I was reminded of the casualness with which my family treats design — it is in everything just as a matter of course — when I was at my grandmother’s house for Christmas arranging the cookies on a plate. In my family, each member has a signature cookie. My grandmother always makes cinnamon Os for my grandfather (even though he is no longer with us). My uncle makes buckeyes. My mom makes biscotti. I make almond lace. The grandchildren and great-grandchildren make trees and stars and little angels decorated with varying skill. They are piled up in tins and deployed at dessert time.
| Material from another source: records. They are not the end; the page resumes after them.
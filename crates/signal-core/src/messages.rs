//! Wire messages exchanged with the SFU
//!
//! The schema itself is owned by the SFU; these types mirror the fields the
//! session layer reads and writes.

use std::fmt;

use serde::{Deserialize, Serialize};

use crate::models::{
    ClientDetails, PeerType, ReconnectionStrategy, TrackInfo, TrackMuteState,
    TrackSubscriptionDetails, TrackType, VideoDimension,
};

/// Error payload carried by SFU responses and error events
#[derive(Debug, Clone, PartialEq, Eq, Default, Serialize, Deserialize)]
pub struct SfuError {
    /// Zero means unspecified
    pub code: u32,
    pub message: String,
    pub should_retry: bool,
}

impl SfuError {
    /// Whether the payload actually reports a failure
    pub fn is_failure(&self) -> bool {
        self.code != 0 && !self.message.is_empty()
    }
}

/// Migration details attached to a join request
#[derive(Debug, Clone, PartialEq, Serialize, Deserialize)]
pub struct Migration {
    pub from_sfu_id: String,
    pub announced_tracks: Vec<TrackInfo>,
    pub subscriptions: Vec<TrackSubscriptionDetails>,
}

/// Join request sent over the signaling transport
#[derive(Debug, Clone, PartialEq, Serialize, Deserialize)]
pub struct JoinRequest {
    pub session_id: String,
    pub subscriber_sdp: String,
    pub token: String,
    pub fast_reconnect: bool,
    pub client_details: ClientDetails,
    pub migration: Option<Migration>,
}

/// Departure notice
#[derive(Debug, Clone, PartialEq, Eq, Serialize, Deserialize)]
pub struct LeaveCallRequest {
    pub session_id: String,
    pub reason: String,
}

/// Messages sent over the persistent signaling transport
#[derive(Debug, Clone, PartialEq, Serialize, Deserialize)]
#[serde(tag = "type", content = "payload", rename_all = "snake_case")]
pub enum SignalRequest {
    Join(JoinRequest),
    LeaveCall(LeaveCallRequest),
    HealthCheck,
}

impl SignalRequest {
    pub fn name(&self) -> &'static str {
        match self {
            Self::Join(_) => "join",
            Self::LeaveCall(_) => "leave_call",
            Self::HealthCheck => "health_check",
        }
    }
}

/// Result of a successful join
#[derive(Debug, Clone, PartialEq, Eq, Default, Serialize, Deserialize)]
pub struct JoinResponseEvent {
    pub participant_count: u32,
    pub fast_reconnect_deadline_seconds: u32,
    pub reconnected: bool,
}

/// An SDP offer for the subscriber of one session
#[derive(Debug, Clone, PartialEq, Eq, Serialize, Deserialize)]
pub struct SubscriberOffer {
    pub sdp: String,
    pub ice_restart: bool,
    pub session_id: String,
}

/// A remote ICE candidate
#[derive(Debug, Clone, PartialEq, Eq, Serialize, Deserialize)]
pub struct IceTrickle {
    pub peer_type: PeerType,
    /// JSON-encoded candidate envelope
    pub ice_candidate: String,
    pub session_id: String,
}

/// An error reported by the SFU
#[derive(Debug, Clone, PartialEq, Eq, Serialize, Deserialize)]
pub struct SfuErrorEvent {
    pub error: SfuError,
    pub reconnect_strategy: ReconnectionStrategy,
}

/// A participant known to the SFU
#[derive(Debug, Clone, PartialEq, Eq, Serialize, Deserialize)]
pub struct Participant {
    pub user_id: String,
    pub session_id: String,
    pub track_lookup_prefix: String,
    pub published_tracks: Vec<TrackType>,
}

/// A track published or unpublished by a remote participant
#[derive(Debug, Clone, PartialEq, Eq, Serialize, Deserialize)]
pub struct TrackUpdate {
    pub user_id: String,
    pub session_id: String,
    pub track_type: TrackType,
}

/// Desired activity of one simulcast layer
#[derive(Debug, Clone, PartialEq, Eq, Serialize, Deserialize)]
pub struct VideoLayerSetting {
    pub name: String,
    pub active: bool,
}

/// Per-sender simulcast layer settings
#[derive(Debug, Clone, PartialEq, Eq, Serialize, Deserialize)]
pub struct VideoSender {
    pub track_type: TrackType,
    pub layers: Vec<VideoLayerSetting>,
}

/// Request from the SFU to change which simulcast layers are sent
#[derive(Debug, Clone, PartialEq, Eq, Serialize, Deserialize)]
pub struct ChangePublishQuality {
    pub video_senders: Vec<VideoSender>,
}

impl ChangePublishQuality {
    /// Rids the SFU wants active for `track_type`
    pub fn enabled_rids(&self, track_type: TrackType) -> Vec<String> {
        self.video_senders
            .iter()
            .filter(|sender| sender.track_type == track_type)
            .flat_map(|sender| sender.layers.iter())
            .filter(|layer| layer.active)
            .map(|layer| layer.name.clone())
            .collect()
    }
}

/// Inbound SFU events
#[derive(Debug, Clone, PartialEq, Serialize, Deserialize)]
#[serde(tag = "type", content = "payload", rename_all = "snake_case")]
pub enum SfuEvent {
    JoinResponse(JoinResponseEvent),
    SubscriberOffer(SubscriberOffer),
    IceTrickle(IceTrickle),
    Error(SfuErrorEvent),
    HealthCheckResponse,
    ParticipantJoined(Participant),
    ParticipantLeft(Participant),
    TrackPublished(TrackUpdate),
    TrackUnpublished(TrackUpdate),
    ChangePublishQuality(ChangePublishQuality),
    GoAway { reason: String },
    CallEnded,
    IceRestart { peer_type: PeerType },
}

impl SfuEvent {
    pub fn name(&self) -> &'static str {
        match self {
            Self::JoinResponse(_) => "join_response",
            Self::SubscriberOffer(_) => "subscriber_offer",
            Self::IceTrickle(_) => "ice_trickle",
            Self::Error(_) => "error",
            Self::HealthCheckResponse => "health_check_response",
            Self::ParticipantJoined(_) => "participant_joined",
            Self::ParticipantLeft(_) => "participant_left",
            Self::TrackPublished(_) => "track_published",
            Self::TrackUnpublished(_) => "track_unpublished",
            Self::ChangePublishQuality(_) => "change_publish_quality",
            Self::GoAway { .. } => "go_away",
            Self::CallEnded => "call_ended",
            Self::IceRestart { .. } => "ice_restart",
        }
    }
}

impl fmt::Display for SfuEvent {
    fn fmt(&self, f: &mut fmt::Formatter<'_>) -> fmt::Result {
        write!(f, "{}", self.name())
    }
}

// ===== RPC surface =====

#[derive(Debug, Clone, PartialEq, Serialize, Deserialize)]
pub struct SetPublisherRequest {
    pub sdp: String,
    pub session_id: String,
    pub tracks: Vec<TrackInfo>,
}

#[derive(Debug, Clone, PartialEq, Eq, Default, Serialize, Deserialize)]
pub struct SetPublisherResponse {
    pub sdp: String,
    pub session_id: String,
    pub ice_restart: bool,
    pub error: Option<SfuError>,
}

#[derive(Debug, Clone, PartialEq, Eq, Serialize, Deserialize)]
pub struct SendAnswerRequest {
    pub peer_type: PeerType,
    pub sdp: String,
    pub session_id: String,
}

#[derive(Debug, Clone, PartialEq, Eq, Serialize, Deserialize)]
pub struct IceTrickleRequest {
    pub peer_type: PeerType,
    pub ice_candidate: String,
    pub session_id: String,
}

#[derive(Debug, Clone, PartialEq, Eq, Serialize, Deserialize)]
pub struct IceRestartRequest {
    pub session_id: String,
    pub peer_type: PeerType,
}

#[derive(Debug, Clone, PartialEq, Eq, Serialize, Deserialize)]
pub struct UpdateSubscriptionsRequest {
    pub session_id: String,
    pub tracks: Vec<TrackSubscriptionDetails>,
}

#[derive(Debug, Clone, PartialEq, Eq, Serialize, Deserialize)]
pub struct UpdateMuteStatesRequest {
    pub session_id: String,
    pub mute_states: Vec<TrackMuteState>,
}

/// Codec description in a performance report
#[derive(Debug, Clone, PartialEq, Eq, Default, Serialize, Deserialize)]
pub struct Codec {
    pub name: String,
    pub clock_rate: u32,
    pub payload_type: u32,
    pub fmtp: String,
}

/// Normalized encoder or decoder performance sample
#[derive(Debug, Clone, PartialEq, Default, Serialize, Deserialize)]
pub struct PerformanceStats {
    pub track_type: Option<TrackType>,
    pub codec: Codec,
    pub avg_frame_time_ms: f32,
    pub avg_fps: f32,
    pub video_dimension: VideoDimension,
    pub target_bitrate: i32,
}

#[derive(Debug, Clone, PartialEq, Default, Serialize, Deserialize)]
pub struct SendStatsRequest {
    pub session_id: String,
    pub unified_session_id: String,
    /// JSON-encoded publisher statistics
    pub publisher_stats: String,
    /// JSON-encoded subscriber statistics
    pub subscriber_stats: String,
    /// JSON-encoded peer connection traces
    pub rtc_stats: String,
    pub encode_stats: Vec<PerformanceStats>,
    pub decode_stats: Vec<PerformanceStats>,
    pub sdk_version: String,
}

/// Response shared by RPCs that carry no payload beyond an error
#[derive(Debug, Clone, PartialEq, Eq, Default, Serialize, Deserialize)]
pub struct RpcResponse {
    pub error: Option<SfuError>,
}
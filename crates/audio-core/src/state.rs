//! Audio store state

use std::fmt;
use std::sync::Arc;

use serde::Serialize;

use crate::hardware::AudioDeviceModule;
use crate::session::{AudioRoute, AudioSessionConfiguration, StereoConfiguration, WebRtcAudioSessionConfiguration};

/// Single source of truth for the audio session
#[derive(Clone, Serialize)]
pub struct AudioStoreState {
    pub is_active: bool,
    pub is_interrupted: bool,
    pub should_record: bool,
    pub is_recording: bool,
    pub is_microphone_muted: bool,
    pub has_recording_permission: bool,
    #[serde(skip)]
    pub audio_device_module: Option<Arc<dyn AudioDeviceModule>>,
    pub current_route: AudioRoute,
    pub audio_session_configuration: AudioSessionConfiguration,
    pub webrtc_configuration: WebRtcAudioSessionConfiguration,
    pub stereo_configuration: StereoConfiguration,
}

impl AudioStoreState {
    /// Initial state seeded from the persisted defaults and the current route
    pub fn initial(configuration: AudioSessionConfiguration, route: AudioRoute) -> Self {
        Self {
            is_active: false,
            is_interrupted: false,
            should_record: false,
            is_recording: false,
            is_microphone_muted: true,
            has_recording_permission: false,
            audio_device_module: None,
            current_route: route,
            audio_session_configuration: configuration,
            webrtc_configuration: WebRtcAudioSessionConfiguration::default(),
            stereo_configuration: StereoConfiguration::default(),
        }
    }

    pub fn has_audio_device_module(&self) -> bool {
        self.audio_device_module.is_some()
    }

    /// Whether `module` is the module currently in the state
    pub fn is_same_module(&self, module: &Option<Arc<dyn AudioDeviceModule>>) -> bool {
        match (&self.audio_device_module, module) {
            (Some(a), Some(b)) => Arc::ptr_eq(a, b),
            (None, None) => true,
            _ => false,
        }
    }
}

impl Default for AudioStoreState {
    fn default() -> Self {
        Self::initial(AudioSessionConfiguration::default(), AudioRoute::empty())
    }
}

// Device modules compare by identity
impl PartialEq for AudioStoreState {
    fn eq(&self, other: &Self) -> bool {
        self.is_active == other.is_active
            && self.is_interrupted == other.is_interrupted
            && self.should_record == other.should_record
            && self.is_recording == other.is_recording
            && self.is_microphone_muted == other.is_microphone_muted
            && self.has_recording_permission == other.has_recording_permission
            && self.is_same_module(&other.audio_device_module)
            && self.current_route == other.current_route
            && self.audio_session_configuration == other.audio_session_configuration
            && self.webrtc_configuration == other.webrtc_configuration
            && self.stereo_configuration == other.stereo_configuration
    }
}

impl fmt::Debug for AudioStoreState {
    fn fmt(&self, f: &mut fmt::Formatter<'_>) -> fmt::Result {
        f.debug_struct("AudioStoreState")
            .field("is_active", &self.is_active)
            .field("is_interrupted", &self.is_interrupted)
            .field("should_record", &self.should_record)
            .field("is_recording", &self.is_recording)
            .field("is_microphone_muted", &self.is_microphone_muted)
            .field("has_recording_permission", &self.has_recording_permission)
            .field("audio_device_module", &self.audio_device_module.is_some())
            .field("current_route", &self.current_route)
            .field("audio_session_configuration", &self.audio_session_configuration)
            .field("webrtc_configuration", &self.webrtc_configuration)
            .field("stereo_configuration", &self.stereo_configuration)
            .finish()
    }
}
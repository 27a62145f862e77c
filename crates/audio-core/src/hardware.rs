//! Interfaces of the platform audio stack
//!
//! The audio store is the only writer of these collaborators: reducers call
//! into [`AudioSessionHardware`] and [`AudioDeviceModule`], middleware drives
//! the [`AudioRecorder`].

use std::fmt;

use async_trait::async_trait;
use serde::{Deserialize, Serialize};
use tokio::sync::{broadcast, watch};

use crate::error::AudioResult;
use crate::session::{AudioCategory, AudioMode, AudioRoute, AudioSessionConfiguration, CategoryOptions, PortOverride};

/// Notifications raised by the platform audio session
#[derive(Debug, Clone, PartialEq)]
pub enum AudioSessionNotification {
    InterruptionBegan,
    InterruptionEnded { should_resume: bool },
    RouteChanged { route: AudioRoute },
    /// Something outside the store changed the session configuration
    ConfigurationChanged {
        category: AudioCategory,
        mode: AudioMode,
        options: CategoryOptions,
    },
}

/// Whether the app is in the foreground
#[derive(Debug, Clone, Copy, PartialEq, Eq, Hash, Default, Serialize, Deserialize)]
#[serde(rename_all = "snake_case")]
pub enum ApplicationState {
    #[default]
    Foreground,
    Background,
}

/// The shared platform audio session
#[async_trait]
pub trait AudioSessionHardware: Send + Sync {
    fn is_active(&self) -> bool;

    fn set_active(&self, active: bool) -> AudioResult<()>;

    /// Options the session currently carries
    fn category_options(&self) -> CategoryOptions;

    fn set_configuration(&self, configuration: &AudioSessionConfiguration) -> AudioResult<()>;

    fn override_output_port(&self, port: PortOverride) -> AudioResult<()>;

    fn set_audio_enabled(&self, enabled: bool);

    fn set_use_manual_audio(&self, enabled: bool);

    fn set_prefers_no_interruptions_from_system_alerts(&self, value: bool) -> AudioResult<()>;

    /// CallKit handed over an activated session
    fn did_activate_callkit(&self);

    fn did_deactivate_callkit(&self);

    fn current_route(&self) -> AudioRoute;

    fn notifications(&self) -> broadcast::Receiver<AudioSessionNotification>;

    async fn request_record_permission(&self) -> AudioResult<bool>;
}

/// The WebRTC audio device module
pub trait AudioDeviceModule: Send + Sync {
    fn is_recording(&self) -> bool;

    fn set_recording(&self, recording: bool) -> AudioResult<()>;

    fn is_microphone_muted(&self) -> bool;

    fn set_muted(&self, muted: bool) -> AudioResult<()>;

    fn set_stereo_playout_enabled(&self, enabled: bool) -> AudioResult<()>;

    /// Current input level in dBFS
    fn audio_level(&self) -> f32;

    fn subscribe_recording(&self) -> watch::Receiver<bool>;

    fn subscribe_microphone_muted(&self) -> watch::Receiver<bool>;
}

impl fmt::Debug for dyn AudioDeviceModule {
    fn fmt(&self, f: &mut fmt::Formatter<'_>) -> fmt::Result {
        f.debug_struct("AudioDeviceModule")
            .field("recording", &self.is_recording())
            .field("muted", &self.is_microphone_muted())
            .finish()
    }
}

/// Platform recorder used for metering while no device module records
pub trait AudioRecorder: Send + Sync {
    /// Start recording; `false` when the platform refused
    fn record(&self) -> AudioResult<bool>;

    fn stop(&self);

    /// Refresh and return the average power of channel 0 in dBFS
    fn average_power(&self) -> f32;
}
When I was about seven, someone noticed I was good at arranging the cookies on a plate. It seemed only reasonable to me to separate cinnamon from almond with a wedge of green frosted trees, to create a bulwark of spherical buckeyes between the ladylike sand bakkels and the swirls. Why make brown piles when you could make a wheel of varied texture, color and shape? I guess they knew then that I was going to follow in the family tradition. Whether my medium was sugar, or paper, or concrete, or words, the thought process would be the same. What that also meant, in the way of any family, is that 30 years later arranging the cookies on a plate would still be my job.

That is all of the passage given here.